Protecting youngstock from disease is a vital but often tricky task, particularly when it comes to endemic diseases such as Bovine Viral Diarrhoea (BVD) which can be ever-present in a herd. Indeed, over 60% of herds screened have been shown to have had previous exposure to the virus in some way. Preventing the spread of the virus and the cycle of infection is critical, and the calf is an important element of any plan.

The launch earlier this year of Bovela, a new BVD vaccine from Boehringer Ingelheim Vetmedica, offers dairy and beef farmers the opportunity to vaccinate calves against BVD from just three months of age, the very time when natural immunity derived from maternal antibodies ceases to offer full protection.

Boehringer Ingelheim’s Allan Henderson says youngstock are the future of any herd, so it makes sense to protect them from disease as much as possible. “Obviously, this starts with ensuring calves receive adequate colostrum at birth so that they gain the maximum benefit from maternal antibodies.

“But this must be followed up with appropriate vaccinations as and when required. Traditional BVD vaccines cannot be used at three months of age which can leave calves at risk of infection, sometimes until they are eight months old.

“By being administered to calves at three months of age, Bovela offers a unique opportunity to protect them as soon as the protection offered by maternal antibodies begins to wear off,” he explains.

Calves infected with BVD at a young age will fail to thrive. More importantly, the immunosuppressive action of BVD also leaves them at risk from many other diseases.

“By reducing the calf’s immune response, BVD gives many other diseases a stronger chance of taking hold, which can result in losses.

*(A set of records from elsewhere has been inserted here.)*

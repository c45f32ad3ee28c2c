//! In-memory [`CatalogStore`] implementation.
//!
//! Records are sharded per supermarket. Each shard is a `HashMap` behind its
//! own `std::sync::RwLock`, so writes to different supermarkets never wait on
//! each other. Records are stored as `Arc<PriceRecord>`: replacing one swaps
//! a pointer, and readers either see the old record or the new one.

use std::collections::{BTreeSet, HashMap};
use std::sync::{Arc, RwLock, RwLockReadGuard, RwLockWriteGuard};

use anyhow::{anyhow, Result};
use async_trait::async_trait;

use crate::models::{NormalizedKey, PriceRecord};

use super::{shares_token, CatalogStore};

type Shard = Arc<RwLock<HashMap<NormalizedKey, Arc<PriceRecord>>>>;

/// In-memory catalog for tests and the `memory` backend.
pub struct InMemoryStore {
    shards: RwLock<HashMap<String, Shard>>,
}

impl InMemoryStore {
    pub fn new() -> Self {
        Self {
            shards: RwLock::new(HashMap::new()),
        }
    }

    fn shard(&self, supermarket: &str) -> Result<Option<Shard>> {
        Ok(read(&self.shards)?.get(supermarket).cloned())
    }

    fn shard_or_create(&self, supermarket: &str) -> Result<Shard> {
        if let Some(shard) = self.shard(supermarket)? {
            return Ok(shard);
        }
        let mut shards = write(&self.shards)?;
        Ok(shards
            .entry(supermarket.to_string())
            .or_insert_with(|| Arc::new(RwLock::new(HashMap::new())))
            .clone())
    }

    fn shard_records<T>(
        &self,
        supermarket: &str,
        f: impl FnOnce(&HashMap<NormalizedKey, Arc<PriceRecord>>) -> T,
    ) -> Result<Option<T>> {
        match self.shard(supermarket)? {
            Some(shard) => Ok(Some(f(&*read(&*shard)?))),
            None => Ok(None),
        }
    }
}

impl Default for InMemoryStore {
    fn default() -> Self {
        Self::new()
    }
}

fn read<T>(lock: &RwLock<T>) -> Result<RwLockReadGuard<'_, T>> {
    lock.read().map_err(|_| anyhow!("catalog lock poisoned"))
}

fn write<T>(lock: &RwLock<T>) -> Result<RwLockWriteGuard<'_, T>> {
    lock.write().map_err(|_| anyhow!("catalog lock poisoned"))
}

#[async_trait]
impl CatalogStore for InMemoryStore {
    async fn upsert(&self, record: PriceRecord) -> Result<()> {
        let shard = self.shard_or_create(&record.supermarket)?;
        let mut records = write(&*shard)?;
        records.insert(record.normalized_key.clone(), Arc::new(record));
        Ok(())
    }

    async fn upsert_batch(&self, records: &[PriceRecord]) -> Result<()> {
        let mut by_supermarket: HashMap<&str, Vec<&PriceRecord>> = HashMap::new();
        for r in records {
            by_supermarket.entry(&r.supermarket).or_default().push(r);
        }

        // Lock every touched shard (in a fixed order) before writing, so the
        // batch lands all at once or not at all.
        let mut names: Vec<&str> = by_supermarket.keys().copied().collect();
        names.sort_unstable();
        let shards = names
            .iter()
            .map(|name| self.shard_or_create(name))
            .collect::<Result<Vec<_>>>()?;
        let mut guards = shards
            .iter()
            .map(|shard| write(&**shard))
            .collect::<Result<Vec<_>>>()?;

        for (name, guard) in names.iter().zip(guards.iter_mut()) {
            for r in &by_supermarket[name] {
                guard.insert(r.normalized_key.clone(), Arc::new((*r).clone()));
            }
        }
        Ok(())
    }

    async fn lookup(&self, supermarket: &str, key: &NormalizedKey) -> Result<Option<PriceRecord>> {
        Ok(self
            .shard_records(supermarket, |records| {
                records.get(key).map(|r| PriceRecord::clone(r))
            })?
            .flatten())
    }

    async fn supermarkets(&self) -> Result<BTreeSet<String>> {
        let shards = read(&self.shards)?;
        let mut out = BTreeSet::new();
        for (name, shard) in shards.iter() {
            if !read(&**shard)?.is_empty() {
                out.insert(name.clone());
            }
        }
        Ok(out)
    }

    async fn candidates_for(
        &self,
        supermarket: &str,
        tokens: &BTreeSet<&str>,
    ) -> Result<Vec<PriceRecord>> {
        Ok(self
            .shard_records(supermarket, |records| {
                records
                    .values()
                    .filter(|r| shares_token(&r.normalized_key, tokens))
                    .map(|r| PriceRecord::clone(r))
                    .collect()
            })?
            .unwrap_or_default())
    }

    async fn products(&self, supermarket: &str) -> Result<Vec<PriceRecord>> {
        let mut out: Vec<PriceRecord> = self
            .shard_records(supermarket, |records| {
                records.values().map(|r| PriceRecord::clone(r)).collect()
            })?
            .unwrap_or_default();
        out.sort_by(|a, b| {
            a.display_name
                .cmp(&b.display_name)
                .then_with(|| a.normalized_key.cmp(&b.normalized_key))
        });
        Ok(out)
    }
}

#[cfg(test)]
mod tests {
    use super::*;
    use crate::normalize::{normalize, tokens};
    use chrono::Utc;

    fn record(supermarket: &str, name: &str, price: i64) -> PriceRecord {
        PriceRecord {
            supermarket: supermarket.to_string(),
            normalized_key: normalize(name, None),
            display_name: name.to_string(),
            price,
            promotion: false,
            category: "outros".to_string(),
            observed_at: Utc::now(),
        }
    }

    #[tokio::test]
    async fn last_write_wins() {
        let store = InMemoryStore::new();
        store.upsert(record("A", "Rice 1kg", 500)).await.unwrap();
        store.upsert(record("A", "Rice 1kg", 450)).await.unwrap();

        let found = store
            .lookup("A", &normalize("rice", None))
            .await
            .unwrap()
            .unwrap();
        assert_eq!(found.price, 450);
        assert_eq!(store.products("A").await.unwrap().len(), 1);
    }

    #[tokio::test]
    async fn upsert_is_idempotent() {
        let store = InMemoryStore::new();
        let r = record("A", "Beans", 700);
        store.upsert(r.clone()).await.unwrap();
        store.upsert(r.clone()).await.unwrap();
        assert_eq!(store.products("A").await.unwrap(), vec![r]);
    }

    #[tokio::test]
    async fn batch_later_record_wins() {
        let store = InMemoryStore::new();
        store
            .upsert_batch(&[
                record("B", "Milk", 400),
                record("A", "Milk", 420),
                record("B", "Milk", 390),
            ])
            .await
            .unwrap();

        let key = normalize("milk", None);
        assert_eq!(store.lookup("B", &key).await.unwrap().unwrap().price, 390);
        assert_eq!(store.lookup("A", &key).await.unwrap().unwrap().price, 420);
    }

    #[tokio::test]
    async fn unknown_supermarket_is_empty() {
        let store = InMemoryStore::new();
        assert!(store.supermarkets().await.unwrap().is_empty());
        assert!(store
            .lookup("X", &normalize("rice", None))
            .await
            .unwrap()
            .is_none());
        assert!(store.products("X").await.unwrap().is_empty());
    }

    #[tokio::test]
    async fn candidates_share_a_token() {
        let store = InMemoryStore::new();
        store
            .upsert_batch(&[
                record("A", "Arroz Branco", 500),
                record("A", "Arroz Integral", 650),
                record("A", "Feijão Preto", 800),
                record("B", "Arroz Branco", 480),
            ])
            .await
            .unwrap();

        let key = normalize("arroz parboilizado", None);
        let mut found: Vec<String> = store
            .candidates_for("A", &tokens(&key))
            .await
            .unwrap()
            .into_iter()
            .map(|r| r.display_name)
            .collect();
        found.sort();
        assert_eq!(found, vec!["Arroz Branco", "Arroz Integral"]);
    }

    #[tokio::test(flavor = "multi_thread", worker_threads = 4)]
    async fn concurrent_readers_see_whole_records() {
        let store = Arc::new(InMemoryStore::new());
        let key = normalize("arroz", None);
        let old = PriceRecord {
            display_name: "Arroz 5kg".to_string(),
            promotion: false,
            ..record("A", "Arroz", 2_490)
        };
        let new = PriceRecord {
            display_name: "Arroz 1kg oferta".to_string(),
            promotion: true,
            ..record("A", "Arroz", 599)
        };
        store.upsert(old.clone()).await.unwrap();

        let writer = {
            let store = store.clone();
            let (old, new) = (old.clone(), new.clone());
            tokio::spawn(async move {
                for i in 0..2_000 {
                    let r = if i % 2 == 0 { new.clone() } else { old.clone() };
                    store.upsert(r).await.unwrap();
                    tokio::task::yield_now().await;
                }
            })
        };
        let readers: Vec<_> = (0..3)
            .map(|_| {
                let store = store.clone();
                let key = key.clone();
                let (old, new) = (old.clone(), new.clone());
                tokio::spawn(async move {
                    for _ in 0..2_000 {
                        let seen = store.lookup("A", &key).await.unwrap().unwrap();
                        assert!(seen == old || seen == new, "torn record: {:?}", seen);
                        tokio::task::yield_now().await;
                    }
                })
            })
            .collect();

        writer.await.unwrap();
        for r in readers {
            r.await.unwrap();
        }
        assert_eq!(store.products("A").await.unwrap().len(), 1);
    }

    #[tokio::test]
    async fn supermarkets_are_sorted() {
        let store = InMemoryStore::new();
        for sm in ["zeta", "alpha", "mid"] {
            store.upsert(record(sm, "Rice", 100)).await.unwrap();
        }
        let names: Vec<String> = store.supermarkets().await.unwrap().into_iter().collect();
        assert_eq!(names, vec!["alpha", "mid", "zeta"]);
    }
}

“This is particularly true of conditions such as pneumonia which can, in turn, cause significant problems for young cattle. This can have an impact on them for the rest of their lives,” says Mr Henderson.

A survey recently conducted for Boehringer Ingelheim found that 42% of herds which suffered BVD also experienced high levels of disease in calves, he adds. “The very fact that farmers have seen higher than normal levels of disease in calves when BVD is present in herds is a stark warning to the industry that calves shouldn’t be left unprotected against the disease.

“And while many vaccines require a two-stage primary course, the unique single-dose primary vaccination for Bovela makes it ideal for use in calves. This reduces the need to handle calves unnecessarily,” he stresses.

Farmers considering their BVD control strategy should contact their vet to discuss the best course of action for their own herd. Use of any BVD vaccine in young calves can have implications for youngstock monitoring, so it’s also important to have a diagnostic plan in place, he adds. “Every herd’s situation is different, but being able to protect calves from the point that maternal antibody protection wanes is an obvious benefit and offers the opportunity to eliminate BVD from herds in a more structured manner.”